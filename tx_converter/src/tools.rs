//! Tool environment
//!
//! Locates the vendor converters and the OpenColorIO config from the
//! environment (`MAKETX_PATH`, `RMANTREE`, `OCIO`/`RV_OCIO`, `IMAKETEX`,
//! `HFS`), with command-line overrides taking precedence.

use crate::error::{Result, TxError};
use crate::formats::TargetFormat;
use serde::Serialize;
use std::env;
use std::path::{Path, PathBuf};
use tracing::debug;

/// Explicit locations given on the command line.
#[derive(Debug, Clone, Default)]
pub struct ToolOverrides {
    pub maketx: Option<PathBuf>,
    pub rmantree: Option<PathBuf>,
    pub ocio: Option<PathBuf>,
    pub imaketx: Option<PathBuf>,
    pub hfs: Option<PathBuf>,
}

#[derive(Debug, Clone, Default, PartialEq, Eq)]
pub struct ToolEnvironment {
    /// maketx binary; bare names are looked up on `PATH`.
    pub maketx: Option<PathBuf>,
    pub rmantree: Option<PathBuf>,
    pub ocio: Option<PathBuf>,
    pub imaketx: Option<PathBuf>,
    pub hfs: Option<PathBuf>,
}

fn non_empty(value: Option<String>) -> Option<PathBuf> {
    value
        .map(|v| v.trim().to_string())
        .filter(|v| !v.is_empty())
        .map(PathBuf::from)
}

/// Platform executable name.
pub fn exe_name(name: &str) -> String {
    if cfg!(windows) {
        format!("{}.exe", name)
    } else {
        name.to_string()
    }
}

/// Explicit path (anything with a directory part) must exist; a bare name is
/// searched on `PATH`.
fn resolve_program(program: &Path, tool: &str, hint: &str) -> Result<PathBuf> {
    let is_bare = program.components().count() == 1 && !program.is_absolute();
    if is_bare {
        return which::which(program).map_err(|_| TxError::ToolNotFound {
            tool: tool.to_string(),
            hint: hint.to_string(),
        });
    }
    if program.is_file() {
        Ok(program.to_path_buf())
    } else {
        Err(TxError::ToolNotFound {
            tool: tool.to_string(),
            hint: format!("{} does not exist", program.display()),
        })
    }
}

impl ToolEnvironment {
    pub fn from_env() -> Self {
        Self::from_lookup(|key| env::var(key).ok())
    }

    /// Build from any key lookup (process environment in production).
    pub fn from_lookup<F>(lookup: F) -> Self
    where
        F: Fn(&str) -> Option<String>,
    {
        Self {
            maketx: non_empty(lookup("MAKETX_PATH")),
            rmantree: non_empty(lookup("RMANTREE")),
            ocio: non_empty(lookup("OCIO")).or_else(|| non_empty(lookup("RV_OCIO"))),
            imaketx: non_empty(lookup("IMAKETEX")),
            hfs: non_empty(lookup("HFS")),
        }
    }

    pub fn with_overrides(mut self, overrides: ToolOverrides) -> Self {
        if overrides.maketx.is_some() {
            self.maketx = overrides.maketx;
        }
        if overrides.rmantree.is_some() {
            self.rmantree = overrides.rmantree;
        }
        if overrides.ocio.is_some() {
            self.ocio = overrides.ocio;
        }
        if overrides.imaketx.is_some() {
            self.imaketx = overrides.imaketx;
        }
        if overrides.hfs.is_some() {
            self.hfs = overrides.hfs;
        }
        self
    }

    pub fn ocio_config(&self) -> Option<&Path> {
        self.ocio.as_deref()
    }

    /// Binary path for the converter of `target`.
    pub fn resolve(&self, target: TargetFormat) -> Result<PathBuf> {
        let resolved = match target {
            TargetFormat::Tx => {
                let program = self
                    .maketx
                    .clone()
                    .unwrap_or_else(|| PathBuf::from(exe_name("maketx")));
                resolve_program(&program, "maketx", "install OpenImageIO or set MAKETX_PATH")
            }
            TargetFormat::Tex => match &self.rmantree {
                Some(root) => {
                    let txmake = root.join("bin").join(exe_name("txmake"));
                    resolve_program(&txmake, "txmake", "check RMANTREE")
                }
                None => Err(TxError::ToolNotFound {
                    tool: "txmake".to_string(),
                    hint: "set RMANTREE to the RenderMan install".to_string(),
                }),
            },
            TargetFormat::Rat => {
                if let Some(explicit) = &self.imaketx {
                    resolve_program(explicit, "imaketx", "check IMAKETEX or put it on PATH")
                } else {
                    let from_hfs = self
                        .hfs
                        .as_ref()
                        .map(|hfs| hfs.join("bin").join(exe_name("imaketx")))
                        .filter(|p| p.is_file());
                    match from_hfs {
                        Some(path) => Ok(path),
                        None => resolve_program(
                            Path::new(&exe_name("imaketx")),
                            "imaketx",
                            "set HFS to the Houdini install or IMAKETEX to the binary",
                        ),
                    }
                }
            }
        }?;

        debug!(tool = target.tool_name(), path = %resolved.display(), "Resolved texture tool");
        Ok(resolved)
    }

    pub fn status(&self) -> Vec<ToolStatus> {
        [TargetFormat::Tx, TargetFormat::Tex, TargetFormat::Rat]
            .into_iter()
            .map(|target| match self.resolve(target) {
                Ok(path) => ToolStatus {
                    target,
                    tool: target.tool_name(),
                    path: Some(path),
                    error: None,
                },
                Err(e) => ToolStatus {
                    target,
                    tool: target.tool_name(),
                    path: None,
                    error: Some(e.to_string()),
                },
            })
            .collect()
    }
}

/// One line of the `tools` report.
#[derive(Debug, Clone, Serialize)]
pub struct ToolStatus {
    pub target: TargetFormat,
    pub tool: &'static str,
    pub path: Option<PathBuf>,
    pub error: Option<String>,
}

impl ToolStatus {
    pub fn is_available(&self) -> bool {
        self.path.is_some()
    }
}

——————

Nothing but an exact copy of the lines from the first one above through the line holding "let is_bare = program.components().count()" should be returned.

filename tx_converter/src/tools.rs
//! Tool environment
//!
//! Locates the vendor converters and the OpenColorIO config from the
//! environment (`MAKETX_PATH`, `RMANTREE`, `OCIO`/`RV_OCIO`, `IMAKETEX`,
//! `HFS`), with command-line overrides taking precedence.

use crate::error::{Result, TxError};
use crate::formats::TargetFormat;
use serde::Serialize;
use std::env;
use std::path::{Path, PathBuf};
use tracing::debug;

/// Explicit locations given on the command line.
#[derive(Debug, Clone, Default)]
pub struct ToolOverrides {
    pub maketx: Option<PathBuf>,
    pub rmantree: Option<PathBuf>,
    pub ocio: Option<PathBuf>,
    pub imaketx: Option<PathBuf>,
    pub hfs: Option<PathBuf>,
}

#[derive(Debug, Clone, Default, PartialEq, Eq)]
pub struct ToolEnvironment {
    /// maketx binary; bare names are looked up on `PATH`.
    pub maketx: Option<PathBuf>,
    pub rmantree: Option<PathBuf>,
    pub ocio: Option<PathBuf>,
    pub imaketx: Option<PathBuf>,
    pub hfs: Option<PathBuf>,
}

fn non_empty(value: Option<String>) -> Option<PathBuf> {
    value
        .map(|v| v.trim().to_string())
        .filter(|v| !v.is_empty())
        .map(PathBuf::from)
}

/// Platform executable name.
pub fn exe_name(name: &str) -> String {
    if cfg!(windows) {
        format!("{}.exe", name)
    } else {
        name.to_string()
    }
}

/// Explicit path (anything with a directory part) must exist; a bare name is
/// searched on `PATH`.
fn resolve_program(program: &Path, tool: &str, hint: &str) -> Result<PathBuf> {
    let is_bare = program.components().count() == 1 && !program.is_absolute();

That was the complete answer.